A lot of people think that buying good vintage pieces is
expensive, but the good news is that with a bit of research
and a discerning eye, it’s easy to find great pieces from
the post-war period. Whether it’s a vintage chair for the
bedroom, a sideboard as a focal point for the dining room,
or even an outdoor setting for your patio, there are plenty
of inexpensive options to suit most budgets.
When it comes to buying vintage, it’s important to realize that price
is often determined by demand, rarity and condition. So firstly you
need to consider the reason for your purchase. If you’re looking for
an investment piece, you should only buy pieces in original condition
with minimal wear. But keep in mind that we’re talking about secondhand
furniture from the 1950-70’s, so you shouldn’t expect perfection.
If the aim of your search is to simply buy a few good vintage pieces
to mix n match with your contemporary furniture, then condition may
not be so important. Updating vintage pieces is a great way to recycle.
Transform old couches into sumptuous sofas or turn old vinyl chairs into
woollen wonders (pictured below) by having them professionally
reupholstered in modern colours and natural fabrics.
Get professional advice on restoring and/or polishing timbers. A little bit
of wear can add character, so resist the urge to give your vintage pieces
the ‘botox look’ by sanding away their patina and coating them in
polyurethane, timber stains or paint. Not all timbers are alike, so get advice
on choosing the right natural waxes and/or oils to nourish and protect your
treasured vintage pieces.
Great buys can be found on ebay, at auction houses, or even your
local Sunday Bric-a-brac Market. If it’s Scandinavian style you want,
look out for stylish designs by Australian companies such as, Fler,
Parker and Danish Deluxe. These brands were well regarded in
their time and offer excellent value for money. On a good day, a pair of
Danish Deluxe chairs like the ones pictured above can be picked up for
as little as $200-$500 on eBay. You can also find fashionable lounges
by these companies for around $1000 on eBay or in secondhand stores.
It’s a good idea to note down designs you like and shop around to
get an idea of the average price you can expect to pay for the items in
good condition. By comparing prices you should be able to tell if you are
paying the going rate or getting a bargain.

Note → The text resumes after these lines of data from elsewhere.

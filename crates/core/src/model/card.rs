use chrono::{DateTime, Utc};
use serde::{Deserialize, Serialize};
use thiserror::Error;

use crate::model::ids::CardId;

//
// ─── SOURCE AND KEY CONCEPT REFERENCES ─────────────────────────────────────────
//

/// Where in the content a card came from.
#[derive(Debug, Clone, Copy, PartialEq, Eq, Serialize, Deserialize)]
#[serde(rename_all = "snake_case", tag = "kind", content = "value")]
pub enum SourceLocator {
    /// 1-based page number of a document.
    Page(u32),
    /// Offset into audio/video media.
    Timestamp { millis: u64 },
}

/// Link from a card to a key concept of the same content.
#[derive(Debug, Clone, PartialEq, Eq, Hash, Serialize, Deserialize)]
pub struct KeyConceptRef {
    pub id: String,
    pub collection: String,
}

//
// ─── CARD TYPES ────────────────────────────────────────────────────────────────
//

/// Editable and display fields of a flashcard.
#[derive(Debug, Clone, PartialEq, Eq)]
pub struct CardFields {
    pub question: String,
    pub answer: String,
    pub hint: Option<String>,
    pub explanation: Option<String>,
    pub source: Option<SourceLocator>,
    pub is_starred: bool,
    pub key_concept: Option<KeyConceptRef>,
    pub idx: u32,
    pub created_at: DateTime<Utc>,
    /// Server-computed; the client never writes it.
    pub next_review_at: Option<DateTime<Utc>>,
}

impl CardFields {
    /// Blank fields for a card the user is about to write.
    #[must_use]
    pub fn blank(idx: u32, created_at: DateTime<Utc>) -> Self {
        Self {
            question: String::new(),
            answer: String::new(),
            hint: None,
            explanation: None,
            source: None,
            is_starred: false,
            key_concept: None,
            idx,
            created_at,
            next_review_at: None,
        }
    }

    /// Check the fields the backend requires.
    ///
    /// # Errors
    ///
    /// Returns every failing field, so the caller can flag them all inline.
    pub fn validate(&self) -> Result<(), Vec<CardFieldError>> {
        let mut errors = Vec::new();
        if self.question.trim().is_empty() {
            errors.push(CardFieldError::EmptyQuestion);
        }
        if self.answer.trim().is_empty() {
            errors.push(CardFieldError::EmptyAnswer);
        }
        if errors.is_empty() { Ok(()) } else { Err(errors) }
    }
}

#[derive(Debug, Clone, PartialEq, Eq)]
pub struct Flashcard {
    pub id: CardId,
    pub fields: CardFields,
}

impl Flashcard {
    #[must_use]
    pub fn new(id: CardId, fields: CardFields) -> Self {
        Self { id, fields }
    }

    #[must_use]
    pub fn idx(&self) -> u32 {
        self.fields.idx
    }

    #[must_use]
    pub fn is_draft(&self) -> bool {
        self.id.is_draft()
    }
}

//
// ─── PATCHES ───────────────────────────────────────────────────────────────────
//

/// Partial field overrides recorded for one card.
///
/// Nested options distinguish "leave alone" (`None`) from "clear" (`Some(None)`).
#[derive(Debug, Clone, Default, PartialEq, Eq)]
pub struct CardPatch {
    pub question: Option<String>,
    pub answer: Option<String>,
    pub hint: Option<Option<String>>,
    pub explanation: Option<Option<String>>,
    pub source: Option<Option<SourceLocator>>,
    pub is_starred: Option<bool>,
    pub key_concept: Option<Option<KeyConceptRef>>,
    pub idx: Option<u32>,
}

impl CardPatch {
    #[must_use]
    pub fn idx(idx: u32) -> Self {
        Self {
            idx: Some(idx),
            ..Self::default()
        }
    }

    #[must_use]
    pub fn question(text: impl Into<String>) -> Self {
        Self {
            question: Some(text.into()),
            ..Self::default()
        }
    }

    #[must_use]
    pub fn answer(text: impl Into<String>) -> Self {
        Self {
            answer: Some(text.into()),
            ..Self::default()
        }
    }

    #[must_use]
    pub fn starred(is_starred: bool) -> Self {
        Self {
            is_starred: Some(is_starred),
            ..Self::default()
        }
    }

    #[must_use]
    pub fn is_empty(&self) -> bool {
        *self == Self::default()
    }

    /// Layer `newer` on top of `self`; fields set in `newer` win.
    pub fn merge(&mut self, newer: CardPatch) {
        if newer.question.is_some() {
            self.question = newer.question;
        }
        if newer.answer.is_some() {
            self.answer = newer.answer;
        }
        if newer.hint.is_some() {
            self.hint = newer.hint;
        }
        if newer.explanation.is_some() {
            self.explanation = newer.explanation;
        }
        if newer.source.is_some() {
            self.source = newer.source;
        }
        if newer.is_starred.is_some() {
            self.is_starred = newer.is_starred;
        }
        if newer.key_concept.is_some() {
            self.key_concept = newer.key_concept;
        }
        if newer.idx.is_some() {
            self.idx = newer.idx;
        }
    }

    /// Shallow merge onto `base`; unset fields fall back to the original.
    #[must_use]
    pub fn apply(&self, base: &CardFields) -> CardFields {
        let mut out = base.clone();
        if let Some(question) = &self.question {
            out.question.clone_from(question);
        }
        if let Some(answer) = &self.answer {
            out.answer.clone_from(answer);
        }
        if let Some(hint) = &self.hint {
            out.hint.clone_from(hint);
        }
        if let Some(explanation) = &self.explanation {
            out.explanation.clone_from(explanation);
        }
        if let Some(source) = self.source {
            out.source = source;
        }
        if let Some(is_starred) = self.is_starred {
            out.is_starred = is_starred;
        }
        if let Some(key_concept) = &self.key_concept {
            out.key_concept.clone_from(key_concept);
        }
        if let Some(idx) = self.idx {
            out.idx = idx;
        }
        out
    }

    /// True when applying the patch would leave `original` unchanged.
    #[must_use]
    pub fn is_noop_for(&self, original: &CardFields) -> bool {
        self.apply(original) == *original
    }
}

//
// ─── VALIDATION ERRORS ─────────────────────────────────────────────────────────
//

#[derive(Debug, Error, Clone, Copy, PartialEq, Eq)]
#[non_exhaustive]
pub enum CardFieldError {
    #[error("question cannot be empty")]
    EmptyQuestion,

    #[error("answer cannot be empty")]
    EmptyAnswer,
}

/// Validation failure for one card in a pending commit.
#[derive(Debug, Error, Clone, PartialEq, Eq)]
#[error("card {card_id} has invalid fields: {errors:?}")]
pub struct CardValidationError {
    pub card_id: CardId,
    pub errors: Vec<CardFieldError>,
}

//
// ─── TESTS ─────────────────────────────────────────────────────────────────────
//
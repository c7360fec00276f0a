mod card;
mod ids;
mod key_concept;
mod progress;
mod review;

pub use card::{
    CardFieldError, CardFields, CardPatch, CardValidationError, Flashcard, KeyConceptRef,
    SourceLocator,
};
pub use ids::{
    CardId, ContentId, DEFAULT_PERSISTED_PREFIX, DraftId, DraftIdGenerator, IdConvention, IdError,
    PersistedId,
};
pub use key_concept::{KeyConcept, badge_label};
pub use progress::{
    ActiveRecallProgress, ContentPreferences, MAX_DAILY_NEW_LIMIT, MAX_LEARNING_STEPS,
    PreferencesError,
};
pub use review::{RatingBuckets, ReviewError, ReviewGrade, ReviewLogEntry};
// 💳 Account Entity - holder, number and balance
//
// "The balance only moves through deposit, withdraw and transfer"
//
// Rules:
// - Amounts must be strictly positive
// - A withdrawal or transfer may never take more than the balance
// - A rejected operation leaves every account untouched
// - The opening balance is taken as given, it is never validated

use chrono::{DateTime, Utc};
use rust_decimal::Decimal;
use serde::{Deserialize, Serialize};
use std::fmt;

use crate::error::{BankError, BankResult, Operation};

// ============================================================================
// ACCOUNT ENTITY
// ============================================================================

/// A named, numbered record of monetary balance
///
/// Identity: UUID assigned at creation (never changes)
/// Values: holder name and account number as entered, balance as mutated
#[derive(Debug, Clone, Serialize, Deserialize)]
pub struct Account {
    /// Stable identity (UUID v4)
    pub id: String,

    /// When the account was opened in this session
    pub opened_at: DateTime<Utc>,

    holder_name: String,
    account_number: String,
    balance: Decimal,
}

impl Account {
    /// Open a new account. The initial balance is stored as-is.
    pub fn new(
        holder_name: impl Into<String>,
        account_number: impl Into<String>,
        initial_balance: Decimal,
    ) -> Self {
        Account {
            id: uuid::Uuid::new_v4().to_string(),
            opened_at: Utc::now(),
            holder_name: holder_name.into(),
            account_number: account_number.into(),
            balance: initial_balance,
        }
    }

    pub fn holder_name(&self) -> &str {
        &self.holder_name
    }

    pub fn account_number(&self) -> &str {
        &self.account_number
    }

    pub fn balance(&self) -> Decimal {
        self.balance
    }

    /// True when `amount` is positive and no larger than the balance
    pub fn can_cover(&self, amount: Decimal) -> bool {
        amount > Decimal::ZERO && amount <= self.balance
    }

    /// True when `amount` is positive and adding it cannot overflow
    pub fn can_accept(&self, amount: Decimal) -> bool {
        amount > Decimal::ZERO && self.balance.checked_add(amount).is_some()
    }

    /// Add a positive amount to the balance
    pub fn deposit(&mut self, amount: Decimal) -> BankResult<Receipt> {
        let balance = match self.balance.checked_add(amount) {
            Some(balance) if amount > Decimal::ZERO => balance,
            _ => {
                return Err(BankError::InvalidAmount {
                    operation: Operation::Deposit,
                    amount,
                })
            }
        };

        self.balance = balance;
        Ok(Receipt::single(Operation::Deposit, amount, self))
    }

    /// Take a positive amount out, never more than the balance
    pub fn withdraw(&mut self, amount: Decimal) -> BankResult<Receipt> {
        if !self.can_cover(amount) {
            return Err(BankError::InvalidAmount {
                operation: Operation::Withdrawal,
                amount,
            });
        }

        self.balance -= amount;
        Ok(Receipt::single(Operation::Withdrawal, amount, self))
    }

    /// Withdraw from `self`, then deposit into `target`.
    ///
    /// The amount is checked against both sides before either is touched, so
    /// a rejected transfer is a no-op for both accounts. The two steps are not
    /// atomic; that is only sound with a single thread of control.
    pub fn transfer(&mut self, target: &mut Account, amount: Decimal) -> BankResult<Receipt> {
        if !self.can_cover(amount) || !target.can_accept(amount) {
            return Err(BankError::InvalidAmount {
                operation: Operation::Transfer,
                amount,
            });
        }

        self.withdraw(amount)?;
        target.deposit(amount)?;

        Ok(Receipt {
            operation: Operation::Transfer,
            amount,
            account_number: self.account_number.clone(),
            balance: self.balance,
            counterparty: Some(Counterparty {
                account_number: target.account_number.clone(),
                balance: target.balance,
            }),
        })
    }
}

// ============================================================================
// RECEIPT
// ============================================================================

/// The other side of a transfer, as it stood after the deposit
#[derive(Debug, Clone, PartialEq, Serialize, Deserialize)]
pub struct Counterparty {
    pub account_number: String,
    pub balance: Decimal,
}

/// Result of a successful deposit, withdrawal or transfer
#[derive(Debug, Clone, PartialEq, Serialize, Deserialize)]
pub struct Receipt {
    pub operation: Operation,
    pub amount: Decimal,

    /// Account the operation was invoked on (the source for transfers)
    pub account_number: String,

    /// Balance of that account after the operation
    pub balance: Decimal,

    pub counterparty: Option<Counterparty>,
}

impl Receipt {
    /// Last line of the console message, e.g. for a one-line status bar
    pub fn summary(&self) -> String {
        let message = self.to_string();
        message.lines().last().unwrap_or_default().to_string()
    }

    fn single(operation: Operation, amount: Decimal, account: &Account) -> Self {
        Receipt {
            operation,
            amount,
            account_number: account.account_number.clone(),
            balance: account.balance,
            counterparty: None,
        }
    }
}

impl fmt::Display for Receipt {
    fn fmt(&self, f: &mut fmt::Formatter<'_>) -> fmt::Result {
        match self.operation {
            Operation::Deposit => {
                write!(f, "Deposited {}. New balance: {}", self.amount, self.balance)
            }
            Operation::Withdrawal => {
                write!(f, "Withdrew {}. New balance: {}", self.amount, self.balance)
            }
            Operation::Transfer => {
                let (target, target_balance) = match &self.counterparty {
                    Some(c) => (c.account_number.as_str(), c.balance),
                    None => (self.account_number.as_str(), self.balance),
                };
                writeln!(f, "Withdrew {}. New balance: {}", self.amount, self.balance)?;
                writeln!(f, "Deposited {}. New balance: {}", self.amount, target_balance)?;
                write!(f, "Transferred {} to account {}", self.amount, target)
            }
        }
    }
}

/// Parse a user-typed amount. Surrounding whitespace is ignored.
///
/// Example: " 12.50 " → Some(12.50), "twelve" → None
pub fn parse_amount(input: &str) -> Option<Decimal> {
    input.trim().parse::<Decimal>().ok()
}
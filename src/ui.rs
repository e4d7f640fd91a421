use anyhow::Result;
use console_bank::{parse_amount, Account, AccountDirectory, BankResult, Party, Receipt};
use crossterm::{
    event::{self, Event, KeyCode, KeyEvent, KeyEventKind},
    execute,
    terminal::{disable_raw_mode, enable_raw_mode, EnterAlternateScreen, LeaveAlternateScreen},
};
use ratatui::{
    backend::CrosstermBackend,
    layout::{Constraint, Direction, Layout, Rect},
    style::{Color, Modifier, Style},
    text::{Line, Span},
    widgets::{Block, Borders, Cell, Paragraph, Row, Table, TableState},
    Frame, Terminal,
};
use rust_decimal::Decimal;
use std::io;

const INVALID_AMOUNT: &str = "Invalid amount.";

#[derive(Debug, Clone, Copy, PartialEq, Eq)]
pub enum FormKind {
    OpenAccount,
    Deposit,
    Withdraw,
    Transfer,
}

impl FormKind {
    pub fn title(&self) -> &str {
        match self {
            FormKind::OpenAccount => " Create Account ",
            FormKind::Deposit => " Deposit Money ",
            FormKind::Withdraw => " Withdraw Money ",
            FormKind::Transfer => " Transfer Money ",
        }
    }

    pub fn labels(&self) -> &'static [&'static str] {
        match self {
            FormKind::OpenAccount => &["Holder name", "Account number", "Initial deposit"],
            FormKind::Deposit => &["Account number", "Deposit amount"],
            FormKind::Withdraw => &["Account number", "Withdrawal amount"],
            FormKind::Transfer => &[
                "Your account number",
                "Recipient account number",
                "Transfer amount",
            ],
        }
    }
}

#[derive(Debug, Clone)]
pub struct Form {
    pub kind: FormKind,
    pub fields: Vec<String>,
    pub focus: usize,
}

impl Form {
    /// Empty form; `prefill` seeds the first account-number field
    pub fn new(kind: FormKind, prefill: Option<&str>) -> Self {
        let mut form = Form {
            kind,
            fields: vec![String::new(); kind.labels().len()],
            focus: 0,
        };

        if kind != FormKind::OpenAccount {
            if let Some(number) = prefill {
                form.fields[0] = number.to_string();
                form.focus = 1;
            }
        }

        form
    }

    pub fn is_last_field(&self) -> bool {
        self.focus + 1 >= self.fields.len()
    }

    pub fn next_field(&mut self) {
        if !self.is_last_field() {
            self.focus += 1;
        }
    }

    pub fn previous_field(&mut self) {
        self.focus = self.focus.saturating_sub(1);
    }

    pub fn push(&mut self, c: char) {
        self.fields[self.focus].push(c);
    }

    pub fn backspace(&mut self) {
        self.fields[self.focus].pop();
    }

    fn field(&self, index: usize) -> &str {
        self.fields[index].trim()
    }
}

#[derive(Debug, Clone, PartialEq)]
pub struct Status {
    pub text: String,
    pub is_error: bool,
}

pub struct App {
    directory: AccountDirectory,
    pub state: TableState,
    pub show_detail: bool,
    pub form: Option<Form>,
    pub status: Option<Status>,
}

impl App {
    pub fn new(directory: AccountDirectory) -> Self {
        let mut state = TableState::default();
        if !directory.is_empty() {
            state.select(Some(0));
        }

        Self {
            directory,
            state,
            show_detail: false,
            form: None,
            status: None,
        }
    }

    pub fn directory(&self) -> &AccountDirectory {
        &self.directory
    }

    pub fn into_directory(self) -> AccountDirectory {
        self.directory
    }

    pub fn selected_account(&self) -> Option<&Account> {
        self.state.selected().and_then(|i| self.directory.get(i))
    }

    pub fn toggle_detail(&mut self) {
        self.show_detail = !self.show_detail;
    }

    pub fn next(&mut self) {
        let len = self.directory.len();
        if len == 0 {
            return;
        }
        let i = match self.state.selected() {
            Some(i) if i + 1 < len => i + 1,
            _ => 0,
        };
        self.state.select(Some(i));
    }

    pub fn previous(&mut self) {
        let len = self.directory.len();
        if len == 0 {
            return;
        }
        let i = match self.state.selected() {
            Some(0) | None => len - 1,
            Some(i) => i - 1,
        };
        self.state.select(Some(i));
    }

    pub fn open_form(&mut self, kind: FormKind) {
        let prefill = self
            .selected_account()
            .map(|a| a.account_number().to_string());
        self.form = Some(Form::new(kind, prefill.as_deref()));
    }

    /// Returns true when the app should quit
    pub fn handle_key(&mut self, key: KeyEvent) -> bool {
        if self.form.is_some() {
            self.handle_form_key(key);
            return false;
        }

        match key.code {
            KeyCode::Char('q') | KeyCode::Esc => return true,
            KeyCode::Char('n') => self.open_form(FormKind::OpenAccount),
            KeyCode::Char('d') => self.open_form(FormKind::Deposit),
            KeyCode::Char('w') => self.open_form(FormKind::Withdraw),
            KeyCode::Char('t') => self.open_form(FormKind::Transfer),
            KeyCode::Enter => self.toggle_detail(),
            KeyCode::Down | KeyCode::Char('j') => self.next(),
            KeyCode::Up | KeyCode::Char('k') => self.previous(),
            KeyCode::Home if !self.directory.is_empty() => self.state.select(Some(0)),
            KeyCode::End if !self.directory.is_empty() => {
                self.state.select(Some(self.directory.len() - 1))
            }
            _ => {}
        }
        false
    }

    fn handle_form_key(&mut self, key: KeyEvent) {
        let Some(form) = self.form.as_mut() else {
            return;
        };

        match key.code {
            KeyCode::Esc => self.form = None,
            KeyCode::Enter if form.is_last_field() => self.submit_form(),
            KeyCode::Enter | KeyCode::Tab => form.next_field(),
            KeyCode::BackTab => form.previous_field(),
            KeyCode::Backspace => form.backspace(),
            KeyCode::Char(c) => form.push(c),
            _ => {}
        }
    }

    /// Run the open form against the directory and report the outcome.
    /// The form closes either way, like the text menu does.
    pub fn submit_form(&mut self) {
        let Some(form) = self.form.take() else {
            return;
        };

        self.status = Some(match self.apply(&form) {
            Ok(text) => Status {
                text,
                is_error: false,
            },
            Err(text) => Status {
                text,
                is_error: true,
            },
        });
    }

    fn apply(&mut self, form: &Form) -> Result<String, String> {
        match form.kind {
            FormKind::OpenAccount => {
                let initial = amount_field(form, 2)?;
                self.directory
                    .create(form.field(0), form.field(1), initial)
                    .map_err(|e| e.to_string())?;
                self.state.select(Some(self.directory.len() - 1));
                Ok("Account created successfully.".to_string())
            }
            FormKind::Deposit => {
                self.lookup(form.field(0), Party::Holder)?;
                let amount = amount_field(form, 1)?;
                describe(self.directory.deposit(form.field(0), amount))
            }
            FormKind::Withdraw => {
                self.lookup(form.field(0), Party::Holder)?;
                let amount = amount_field(form, 1)?;
                describe(self.directory.withdraw(form.field(0), amount))
            }
            FormKind::Transfer => {
                self.lookup(form.field(0), Party::Source)?;
                self.lookup(form.field(1), Party::Recipient)?;
                let amount = amount_field(form, 2)?;
                describe(self.directory.transfer(form.field(0), form.field(1), amount))
            }
        }
    }

    fn lookup(&self, number: &str, party: Party) -> Result<(), String> {
        self.directory
            .require(number, party)
            .map(|_| ())
            .map_err(|e| e.to_string())
    }
}

fn amount_field(form: &Form, index: usize) -> Result<Decimal, String> {
    parse_amount(form.field(index)).ok_or_else(|| INVALID_AMOUNT.to_string())
}

fn describe(outcome: BankResult<Receipt>) -> Result<String, String> {
    outcome.map(|r| r.summary()).map_err(|e| e.to_string())
}

pub fn run_ui(app: &mut App) -> Result<()> {
    // Setup terminal
    enable_raw_mode()?;
    let mut stdout = io::stdout();
    execute!(stdout, EnterAlternateScreen)?;
    let backend = CrosstermBackend::new(stdout);
    let mut terminal = Terminal::new(backend)?;

    let res = run_app(&mut terminal, app);

    // Restore terminal
    disable_raw_mode()?;
    execute!(terminal.backend_mut(), LeaveAlternateScreen)?;
    terminal.show_cursor()?;

    res?;
    Ok(())
}

fn run_app<B: ratatui::backend::Backend>(
    terminal: &mut Terminal<B>,
    app: &mut App,
) -> io::Result<()> {
    loop {
        terminal.draw(|f| ui(f, app))?;

        if let Event::Key(key) = event::read()? {
            if key.kind != KeyEventKind::Press {
                continue;
            }
            if app.handle_key(key) {
                return Ok(());
            }
        }
    }
}

fn ui(f: &mut Frame, app: &mut App) {
    let chunks = Layout::default()
        .direction(Direction::Vertical)
        .constraints([
            Constraint::Length(3), // Header
            Constraint::Min(0),    // Accounts + side panel
            Constraint::Length(3), // Status bar
        ])
        .split(f.size());

    render_header(f, chunks[0], app);

    if app.form.is_some() || app.show_detail {
        let content_chunks = Layout::default()
            .direction(Direction::Horizontal)
            .constraints([Constraint::Percentage(60), Constraint::Percentage(40)])
            .split(chunks[1]);

        render_table(f, content_chunks[0], app);
        match &app.form {
            Some(form) => render_form(f, content_chunks[1], form),
            None => render_detail_panel(f, content_chunks[1], app),
        }
    } else {
        render_table(f, chunks[1], app);
    }

    render_status_bar(f, chunks[2], app);
}

fn render_header(f: &mut Frame, area: Rect, app: &App) {
    let spans = vec![
        Span::styled(
            "Banking System",
            Style::default()
                .fg(Color::Yellow)
                .add_modifier(Modifier::BOLD),
        ),
        Span::raw("  |  "),
        Span::styled(
            format!("Accounts: {}", app.directory().len()),
            Style::default().fg(Color::White),
        ),
        Span::raw("  |  "),
        Span::styled(
            format!("Total balance: {}", app.directory().total_balance()),
            Style::default().fg(Color::Green),
        ),
    ];

    let header = Paragraph::new(vec![Line::from(spans)]).block(
        Block::default()
            .borders(Borders::ALL)
            .border_style(Style::default().fg(Color::Cyan)),
    );

    f.render_widget(header, area);
}

fn balance_color(balance: Decimal) -> Color {
    if balance < Decimal::ZERO {
        Color::Red
    } else {
        Color::Green
    }
}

You may not have enough cash to splurge on an iconic design, but
if your budget doesn’t stretch to $5000-$8000 for a Grant Featherston
contour chair, you can pick up an uber cool Numero Uno foam
lounge (pictured above) designed by Featherston for as little as
$800 – $1000. Webbed dining chairs by Douglas Snelling can often be
picked up for less than $500 and add a great designer accent to a room.
Also look out for quality pieces such as stools (pictured below),
chairs and lounges made by Module Furniture.
Coffee tables and sideboards are plentiful, so shop around
to find a bargain. Look for quality and avoid pieces that involve
complex repairs, such as damage to timber veneers or deep
scratches that may require extensive refinishing. When possible
choose solid timber over chipboard and timber laminate, and
avoid painted pieces unless you are willing to pay for professional
paint removal. Look out for sideboards designed by Hans Hayson
Beard Watson, and manufacturers such as Noblett, Parker, Fler
and Summertone. It’s also a good idea to consider the colour of
the timber and how it will work with the other furnishings in your home.
By mixing a few good vintage pieces in with your contemporary furnishings,
you can create an individual look, recycle great furniture and reduce your
environmental footprint in style. Buying vintage makes great sense when
you consider what you can get for your money. And best of all, it’s already
assembled and ready to be enjoyed and admired for years to come.
1. Shop around to get a good idea of market prices.
2. Consider what you are getting for your money. Is it a good buy?
3. Never buy fake or replica vintage pieces (see my detailed post).
4. Always try to view the item and never buy sight unseen unless you
trust the seller or have a detailed condition description.
5. Be aware that many sellers are not experts, so you need to do
your research to make sure you’re getting the real deal.
6. If you are unsure what you’re buying, simply ask for documentation
that proves the item is authentic. Look for signs of age, stamps, etc.
7. Ask about the provenance of the item. Where did it come from
and who previously owned it. These stories really add to the charm
and help authenticate your item.
8. When buying pieces that need restoration consider the cost of
repair, refinishing and reupholstering. Would you be better off buying
a restored piece?
9. Finally, negotiating the price. Ask the seller what their best price
is but always be reasonable. If you are already getting a bargain,
just pay the asking price. Never haggle in charity or thrift shops.
10. Relax and enjoy your new vintage piece knowing that you’re
preserving a piece of our design history, helping the environment
and creating a stylish interior at the same time.